Dataset entries

================

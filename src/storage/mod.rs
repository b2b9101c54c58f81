//! Record Storage Module
//!
//! Implements the in-memory table behind every cache.
//!
//! ## Core Concepts
//! - **Rows**: `RecordStore` maps primary keys to records of one declared kind. Writes replace.
//! - **Atomicity**: Rows and the cache's indexes share one lock; a put or delete is applied to
//!   both before it returns.
//! - **Placement**: `PartitionManager` reports which partition a key hashes to and which nodes
//!   would own it for a given cache mode. It is metadata only.
//! - **Typed access**: `TypedCache<E>` wraps a store with `Entity` conversions.

pub mod memory;
pub mod partitioner;
pub mod typed;

pub use memory::{RecordStore, Scan};
pub use partitioner::{CacheMode, NodeId, PartitionManager};
pub use typed::TypedCache;
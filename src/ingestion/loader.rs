use super::types::{LoadError, LoadOptions, LoadReport};
use crate::record::{Entity, Organization, Person};
use crate::storage::TypedCache;

use csv::{ByteRecord, ReaderBuilder, Trim};
use std::fs::File;
use std::io::Read;
use std::path::Path;

/// An entity that can be read from one comma-separated line without a header.
pub trait CsvRecord: Entity {
    const FIELD_NAMES: &'static [&'static str];

    /// Builds the entity from already split fields. Missing fields are a `FieldCount` error.
    fn from_fields(fields: &[&str], line: usize) -> Result<Self, LoadError>;
}

impl CsvRecord for Organization {
    const FIELD_NAMES: &'static [&'static str] = &["id", "name"];

    fn from_fields(fields: &[&str], line: usize) -> Result<Self, LoadError> {
        let [id, name] = take::<2>(fields, line)?;
        Ok(Organization {
            id: parse_int(id, "id", line)?,
            name: name.to_string(),
        })
    }
}

impl CsvRecord for Person {
    const FIELD_NAMES: &'static [&'static str] = &["id", "name", "orgId"];

    fn from_fields(fields: &[&str], line: usize) -> Result<Self, LoadError> {
        let [id, name, org_id] = take::<3>(fields, line)?;
        Ok(Person {
            id: parse_int(id, "id", line)?,
            name: name.to_string(),
            org_id: parse_int(org_id, Person::ORG_ID, line)?,
        })
    }
}

/// Headerless, unquoted, comma-separated input with every field trimmed.
fn reader_builder() -> ReaderBuilder {
    let mut builder = ReaderBuilder::new();
    builder
        .has_headers(false)
        .flexible(true)
        .quoting(false)
        .trim(Trim::All);
    builder
}

/// Parses one line. `line` is 1-based and only used for error reporting.
pub fn parse_line<E: CsvRecord>(text: &str, line: usize) -> Result<E, LoadError> {
    let mut reader = reader_builder().from_reader(text.as_bytes());
    let mut record = ByteRecord::new();
    let read = reader
        .read_byte_record(&mut record)
        .map_err(|err| csv_error(err, "<line>", line))?;
    if !read {
        return Err(LoadError::FieldCount {
            line,
            expected: E::FIELD_NAMES.len(),
            found: 0,
        });
    }
    parse_record(&record, line)
}

fn parse_record<E: CsvRecord>(record: &ByteRecord, line: usize) -> Result<E, LoadError> {
    if record.len() != E::FIELD_NAMES.len() {
        return Err(LoadError::FieldCount {
            line,
            expected: E::FIELD_NAMES.len(),
            found: record.len(),
        });
    }
    let fields = record
        .iter()
        .map(|field| std::str::from_utf8(field).map_err(|_| LoadError::InvalidUtf8 { line }))
        .collect::<Result<Vec<&str>, _>>()?;
    E::from_fields(&fields, line)
}

/// Loads every line of `reader` into `cache`, one put per line.
///
/// Blank lines are ignored. A malformed line (wrong field count, bad integer, invalid
/// UTF-8) is skipped with a warning, or aborts the load when `options.strict` is set;
/// lines before it stay loaded. Read failures always abort.
pub fn load_reader<E, R>(
    reader: R,
    source: &str,
    cache: &TypedCache<E>,
    options: LoadOptions,
) -> Result<LoadReport, LoadError>
where
    E: CsvRecord,
    R: Read,
{
    let mut reader = reader_builder().from_reader(reader);
    let mut record = ByteRecord::new();
    let mut report = LoadReport::default();

    loop {
        let parsed = match reader.read_byte_record(&mut record) {
            Ok(false) => break,
            Ok(true) => {
                let line = record.position().map_or(0, |pos| pos.line() as usize);
                if record.iter().all(<[u8]>::is_empty) {
                    continue;
                }
                if options.echo {
                    let fields: Vec<_> = record.iter().map(String::from_utf8_lossy).collect();
                    println!("{}", fields.join(","));
                }
                parse_record::<E>(&record, line)
            }
            Err(err) => {
                let line = err.position().map_or(0, |pos| pos.line() as usize);
                Err(csv_error(err, source, line))
            }
        };

        match parsed {
            Ok(entity) => {
                cache.put(&entity)?;
                report.loaded += 1;
            }
            Err(err) if options.strict || !err.is_line_error() => return Err(err),
            Err(err) => {
                tracing::warn!("Skipping {} line: {}", source, err);
                report.skipped.push(err);
            }
        }
    }

    Ok(report)
}

pub fn load_file<E: CsvRecord>(
    path: &Path,
    cache: &TypedCache<E>,
    options: LoadOptions,
) -> Result<LoadReport, LoadError> {
    let source = path.display().to_string();
    let file = File::open(path).map_err(|err| LoadError::Io {
        path: source.clone(),
        source: err,
    })?;
    let report = load_reader(file, &source, cache, options)?;

    tracing::info!(
        "Loaded {} record(s) from {} into {} ({} skipped)",
        report.loaded,
        source,
        cache.store().name(),
        report.skipped.len()
    );
    Ok(report)
}

fn csv_error(err: csv::Error, source: &str, line: usize) -> LoadError {
    let message = err.to_string();
    match err.into_kind() {
        csv::ErrorKind::Io(err) => LoadError::Io {
            path: source.to_string(),
            source: err,
        },
        _ => LoadError::Malformed { line, message },
    }
}

fn take<'a, const N: usize>(fields: &[&'a str], line: usize) -> Result<[&'a str; N], LoadError> {
    fields.try_into().map_err(|_| LoadError::FieldCount {
        line,
        expected: N,
        found: fields.len(),
    })
}

fn parse_int(value: &str, field: &str, line: usize) -> Result<i64, LoadError> {
    value.parse::<i64>().map_err(|_| LoadError::InvalidInteger {
        line,
        field: field.to_string(),
        value: value.to_string(),
    })
}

================

Work request
Provide the count of lines in the data above that include the word "collect", with no added text.

Final answer
2